Available data START

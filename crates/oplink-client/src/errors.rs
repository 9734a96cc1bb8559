//! Collector API error types.

use thiserror::Error;

/// Errors returned by collector API calls.
#[derive(Debug, Error)]
pub enum ApiError {
    /// HTTP transport failed (connect, timeout, TLS, ...).
    #[error("HTTP error: {0}")]
    Http(#[from] reqwest::Error),

    /// Response body could not be decoded.
    #[error("JSON error: {0}")]
    Json(#[from] serde_json::Error),

    /// Collector answered with a non-success status.
    #[error("collector error ({status}): {message}")]
    Api {
        /// HTTP status code.
        status: u16,
        /// Response body, if any.
        message: String,
        /// Parsed `Retry-After` header, in milliseconds.
        retry_after_ms: Option<u64>,
    },
}

impl ApiError {
    /// HTTP status of the failure, if the collector answered at all.
    #[must_use]
    pub fn status(&self) -> Option<u16> {
        match self {
            Self::Api { status, .. } => Some(*status),
            Self::Http(e) => e.status().map(|s| s.as_u16()),
            Self::Json(_) => None,
        }
    }

    /// Whether retrying the same request may succeed.
    ///
    /// Network-level failures, 429, and 5xx are transient; everything
    /// else is not worth repeating.
    #[must_use]
    pub fn is_retryable(&self) -> bool {
        match self {
            Self::Http(e) => e.status().is_none_or(|s| s.is_server_error()),
            Self::Api { status, .. } => *status == 429 || *status >= 500,
            Self::Json(_) => false,
        }
    }

    /// Whether the session token was rejected (triggers reauthorization).
    #[must_use]
    pub fn is_unauthorized(&self) -> bool {
        self.status() == Some(401)
    }

    /// Collector-requested retry delay, if one was sent.
    #[must_use]
    pub fn retry_after_ms(&self) -> Option<u64> {
        match self {
            Self::Api { retry_after_ms, .. } => *retry_after_ms,
            Self::Http(_) | Self::Json(_) => None,
        }
    }
}

// ─────────────────────────────────────────────────────────────────────────────
// Tests
// ─────────────────────────────────────────────────────────────────────────────
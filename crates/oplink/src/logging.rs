//! `tracing` subscriber bootstrap.

use tracing_subscriber::EnvFilter;

/// Install a formatted `tracing` subscriber.
///
/// The `RUST_LOG` environment variable wins; `default_filter` applies when
/// it is unset (e.g. `"oplink=info"`). Safe to call more than once — later
/// calls are no-ops.
pub fn init_logging(default_filter: &str) {
    let filter = EnvFilter::try_from_default_env()
        .unwrap_or_else(|_| EnvFilter::new(default_filter));
    let _ = tracing_subscriber::fmt()
        .with_env_filter(filter)
        .with_target(true)
        .try_init();
}

// ─────────────────────────────────────────────────────────────────────────────
// Tests
// ─────────────────────────────────────────────────────────────────────────────
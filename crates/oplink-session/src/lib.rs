//! # oplink-session
//!
//! The session-scoped event pipeline:
//!
//! - [`SessionRegistry`]: process-wide table of live sessions with the
//!   explicit/implicit resolution policy
//! - [`Session`]: an authenticated channel to the collector with its own
//!   event buffer and background flush worker
//! - flusher: the per-session worker that batches, delivers, retries,
//!   and reports terminal failures to an [`ErrorObserver`]
//!
//! Sessions are fully independent of each other; the registry is the only
//! shared structure, and the per-session buffer is the only state shared
//! between callers and the worker.

#![deny(unsafe_code)]

pub mod errors;
mod flusher;
pub mod observer;
pub mod registry;
pub mod session;

pub use errors::SessionError;
pub use observer::{ErrorObserver, LogObserver};
pub use registry::SessionRegistry;
pub use session::{Session, SessionState};
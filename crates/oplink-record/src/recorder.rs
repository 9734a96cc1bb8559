//! Recorded callables.
//!
//! [`Recorder::wrap`] and [`Recorder::wrap_async`] turn a callable plus
//! its declared [`Signature`] into a wrapper that, on every invocation:
//!
//! 1. binds the arguments (defaults filled, `session` route stripped)
//! 2. brackets the call with wall-clock timestamps — for async callables
//!    the bracket spans the awaited completion, so suspension counts
//! 3. resolves the target session (explicit route, or the registry's
//!    implicit policy) — after the call, so timestamps are already fixed
//! 4. builds the [`ActionEvent`] and enqueues it, fire-and-forget
//!
//! A routing failure after a successful call discards the computed value
//! and surfaces the error; a routing failure after a failed call is only
//! logged, because the callable's own error always comes back unchanged.

use std::sync::Arc;

use chrono::{DateTime, Utc};
use serde::Serialize;
use serde_json::Value;
use tracing::warn;

use oplink_events::{ActionEvent, ErrorDetails, Params};
use oplink_session::{Session, SessionRegistry};

use crate::args::CallArgs;
use crate::errors::RecordError;
use crate::signature::Signature;

/// Factory for recorded callables, bound to one session registry.
#[derive(Clone)]
pub struct Recorder {
    registry: Arc<SessionRegistry>,
}

impl Recorder {
    /// Create a recorder routing through the given registry.
    #[must_use]
    pub fn new(registry: Arc<SessionRegistry>) -> Self {
        Self { registry }
    }

    /// The registry this recorder resolves sessions against.
    #[must_use]
    pub fn registry(&self) -> &Arc<SessionRegistry> {
        &self.registry
    }

    /// Wrap a synchronous callable.
    ///
    /// The callable receives the bound parameter map and returns
    /// `Result<T, E>`; its `action_type` defaults to the signature's name.
    pub fn wrap<F>(&self, signature: Signature, inner: F) -> Recorded<F> {
        Recorded {
            registry: self.registry.clone(),
            signature,
            action_type: None,
            inner,
        }
    }

    /// Wrap an asynchronous callable.
    pub fn wrap_async<F>(&self, signature: Signature, inner: F) -> RecordedAsync<F> {
        RecordedAsync {
            registry: self.registry.clone(),
            signature,
            action_type: None,
            inner,
        }
    }
}

/// A wrapped synchronous callable.
pub struct Recorded<F> {
    registry: Arc<SessionRegistry>,
    signature: Signature,
    action_type: Option<String>,
    inner: F,
}

impl<F> Recorded<F> {
    /// Override the recorded `action_type` (otherwise the signature name).
    #[must_use]
    pub fn with_action_type(mut self, action_type: impl Into<String>) -> Self {
        self.action_type = Some(action_type.into());
        self
    }

    fn action_type(&self) -> &str {
        self.action_type.as_deref().unwrap_or(self.signature.name())
    }
}
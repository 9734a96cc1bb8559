//! Configuration types and compiled defaults.

use serde::{Deserialize, Serialize};

use oplink_core::RetryConfig;

use crate::errors::ConfigError;

/// Default collector endpoint.
pub const DEFAULT_ENDPOINT: &str = "https://api.agentops.ai";
/// Default periodic flush interval in milliseconds.
pub const DEFAULT_FLUSH_INTERVAL_MS: u64 = 100;
/// Default buffer size that triggers an early flush.
pub const DEFAULT_MAX_QUEUE_SIZE: usize = 100;
/// Default bound on the forced flush performed when a session ends.
pub const DEFAULT_MAX_WAIT_TIME_MS: u64 = 5_000;

/// Client configuration.
///
/// File keys are camelCase (the config file is shared with non-Rust
/// tooling); every field has a compiled default so a partial file or no
/// file at all is fine.
#[derive(Clone, Debug, Serialize, Deserialize)]
#[serde(rename_all = "camelCase", default)]
pub struct Config {
    /// Collector API key. Required before a client can start sessions.
    pub api_key: String,
    /// Base URL of the collector.
    pub endpoint: String,
    /// Periodic flush interval in ms (default: 100).
    pub flush_interval_ms: u64,
    /// Buffered events that trigger a flush before the timer fires
    /// (default: 100).
    pub max_queue_size: usize,
    /// Maximum time in ms the final forced flush may take when a session
    /// ends (default: 5000).
    pub max_wait_time_ms: u64,
    /// Start a session as part of client initialization.
    pub auto_start_session: bool,
    /// Tags attached to every session this client starts.
    pub default_tags: Vec<String>,
    /// Delivery retry policy.
    pub retry: RetryConfig,
}

impl Default for Config {
    fn default() -> Self {
        Self {
            api_key: String::new(),
            endpoint: DEFAULT_ENDPOINT.to_owned(),
            flush_interval_ms: DEFAULT_FLUSH_INTERVAL_MS,
            max_queue_size: DEFAULT_MAX_QUEUE_SIZE,
            max_wait_time_ms: DEFAULT_MAX_WAIT_TIME_MS,
            auto_start_session: false,
            default_tags: Vec::new(),
            retry: RetryConfig::default(),
        }
    }
}

impl Config {
    /// Create a config with just an API key, defaults for everything else.
    #[must_use]
    pub fn with_api_key(api_key: impl Into<String>) -> Self {
        Self {
            api_key: api_key.into(),
            ..Self::default()
        }
    }

    /// Check the config is usable for starting sessions.
    pub fn validate(&self) -> Result<(), ConfigError> {
        if self.api_key.is_empty() {
            return Err(ConfigError::MissingApiKey);
        }
        if self.endpoint.is_empty() || !self.endpoint.starts_with("http") {
            return Err(ConfigError::InvalidEndpoint(self.endpoint.clone()));
        }
        Ok(())
    }
}

// ─────────────────────────────────────────────────────────────────────────────
// Tests
// ─────────────────────────────────────────────────────────────────────────────
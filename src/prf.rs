// Copyright 2025 Nelson Dominguez
// SPDX-License-Identifier: MIT OR Apache-2.0

use hmac::{Hmac, Mac};
use num_bigint_dig::BigUint;
use sha2::Sha256;
use zeroize::{Zeroize, ZeroizeOnDrop};

use crate::util::unsigned_be_bytes;

type HmacSha256 = Hmac<Sha256>;

/// The keyed round function of the Feistel network.
///
/// Construction binds the MAC key to both the modulus and the tweak: the
/// long-lived key is `HMAC-SHA256(key, |n| ‖ n ‖ |t| ‖ t)` over the
/// canonical header, where integers are minimal unsigned big-endian and
/// every length is a 4-byte big-endian prefix. Changing either the modulus
/// or the tweak therefore yields an unrelated key stream.
///
/// The derived key lives for one encrypt or decrypt call and is wiped from
/// memory on drop. `num-bigint-dig` digits are not secret here: `a` is a
/// public factor of the public modulus.
#[derive(Zeroize, ZeroizeOnDrop)]
pub(crate) struct RoundFunction {
    key: [u8; 32],

    /// Reduction modulus for the round values; the larger factor of `n`,
    /// used in every round regardless of which half is being processed.
    #[zeroize(skip)]
    a: BigUint,
}

impl RoundFunction {
    pub(crate) fn derive(modulus: &BigUint, a: &BigUint, key: &[u8], tweak: &[u8]) -> Self {
        let n_bytes = unsigned_be_bytes(modulus);

        let mut mac = HmacSha256::new_from_slice(key).expect("HMAC accepts keys of any length");
        mac.update(&(n_bytes.len() as u32).to_be_bytes());
        mac.update(&n_bytes);
        mac.update(&(tweak.len() as u32).to_be_bytes());
        mac.update(tweak);

        let mut derived = [0u8; 32];
        derived.copy_from_slice(&mac.finalize().into_bytes());

        Self {
            key: derived,
            a: a.clone(),
        }
    }

    /// The per-round pseudo-random value
    /// `OS2IP(HMAC-SHA256(K, enc32(round) ‖ enc_var(r))) mod a`.
    ///
    /// `enc_var` keeps its 4-byte length prefix even for `r = 0`, whose
    /// payload is empty. The 32-byte MAC output is huge next to `a`
    /// (`a < 2^128`), so the reduction bias is at most `2^-128`.
    pub(crate) fn eval(&self, round: u32, r: &BigUint) -> BigUint {
        let r_bytes = unsigned_be_bytes(r);

        let mut mac =
            HmacSha256::new_from_slice(&self.key).expect("HMAC accepts keys of any length");
        mac.update(&round.to_be_bytes());
        mac.update(&(r_bytes.len() as u32).to_be_bytes());
        mac.update(&r_bytes);

        BigUint::from_bytes_be(&mac.finalize().into_bytes()) % &self.a
    }
}
// Copyright 2025 Nelson Dominguez
// SPDX-License-Identifier: MIT OR Apache-2.0

use num_bigint_dig::BigUint;

use crate::MAX_MODULUS_BYTES;

/// Errors that can occur during encryption or decryption.
#[derive(Debug, thiserror::Error, Clone, PartialEq, Eq)]
pub enum Error {
    #[error("key must be at least one byte long")]
    EmptyKey,

    #[error("tweak must be at least one byte long")]
    EmptyTweak,

    #[error("tweak length exceeds 2^32 - 1 bytes")]
    TweakTooLong,

    #[error("input {value} is outside the range [0, {modulus})")]
    InputOutOfRange { value: BigUint, modulus: BigUint },

    #[error("modulus must be at least 2")]
    ModulusTooSmall,

    #[error("modulus is {0} bytes wide, the limit is {max} bytes", max = MAX_MODULUS_BYTES)]
    ModulusTooLarge(usize),

    #[error("modulus is prime and has no nontrivial factorization")]
    PrimeModulus,
}

/// The two observable failure categories.
///
/// Argument errors are caller mistakes caught before any cryptographic
/// work; FPE errors mean the inputs were well-formed but the algorithm
/// cannot proceed (the modulus has no usable factorization).
#[derive(Debug, Clone, Copy, PartialEq, Eq)]
pub enum ErrorKind {
    InvalidArgument,
    Fpe,
}

impl Error {
    /// The failure category this error belongs to.
    pub fn kind(&self) -> ErrorKind {
        match self {
            Error::PrimeModulus => ErrorKind::Fpe,
            _ => ErrorKind::InvalidArgument,
        }
    }
}

pub type Result<T> = std::result::Result<T, Error>;
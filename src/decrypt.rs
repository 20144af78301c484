// Copyright 2025 Nelson Dominguez
// SPDX-License-Identifier: MIT OR Apache-2.0

use num_bigint_dig::BigUint;
use num_integer::Integer;

use crate::factor::balanced_factors;
use crate::prf::RoundFunction;
use crate::util::validate;
use crate::{Result, ROUNDS};

/// Decrypts `ciphertext` back to the plaintext in `[0, modulus)`.
///
/// Inverse of [`crate::encrypt()`]: the same deterministic factorization and
/// derived key, with the rounds replayed in reverse and the round values
/// subtracted instead of added. Failure semantics are identical to
/// encryption's.
pub fn decrypt(
    modulus: &BigUint,
    ciphertext: &BigUint,
    key: &[u8],
    tweak: &[u8],
) -> Result<BigUint> {
    validate(modulus, ciphertext, key, tweak)?;
    let (a, b) = balanced_factors(modulus)?;
    let f = RoundFunction::derive(modulus, &a, key, tweak);

    // Undo x = a*r + w from the highest round down: recover r and w,
    // strip the round value from w, and reassemble x = l*b + r.
    let mut x = ciphertext.clone();
    for round in (0..ROUNDS).rev() {
        let (r, w) = x.div_rem(&a);
        let l = (w + &a - f.eval(round, &r)) % &a;
        x = &b * l + r;
    }
    Ok(x)
}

Available data END

▶ [What is expected] Return exactly what appears above, from the first line of the entries to the line with "a non-success status.", inclusive.

▶ [Task response]
filename crates/oplink-client/src/errors.rs
repository 9734a96cc1bb8559
//! Collector API error types.

use thiserror::Error;

/// Errors returned by collector API calls.
#[derive(Debug, Error)]
pub enum ApiError {
    /// HTTP transport failed (connect, timeout, TLS, ...).
    #[error("HTTP error: {0}")]
    Http(#[from] reqwest::Error),

    /// Response body could not be decoded.
    #[error("JSON error: {0}")]
    Json(#[from] serde_json::Error),

    /// Collector answered with a non-success status.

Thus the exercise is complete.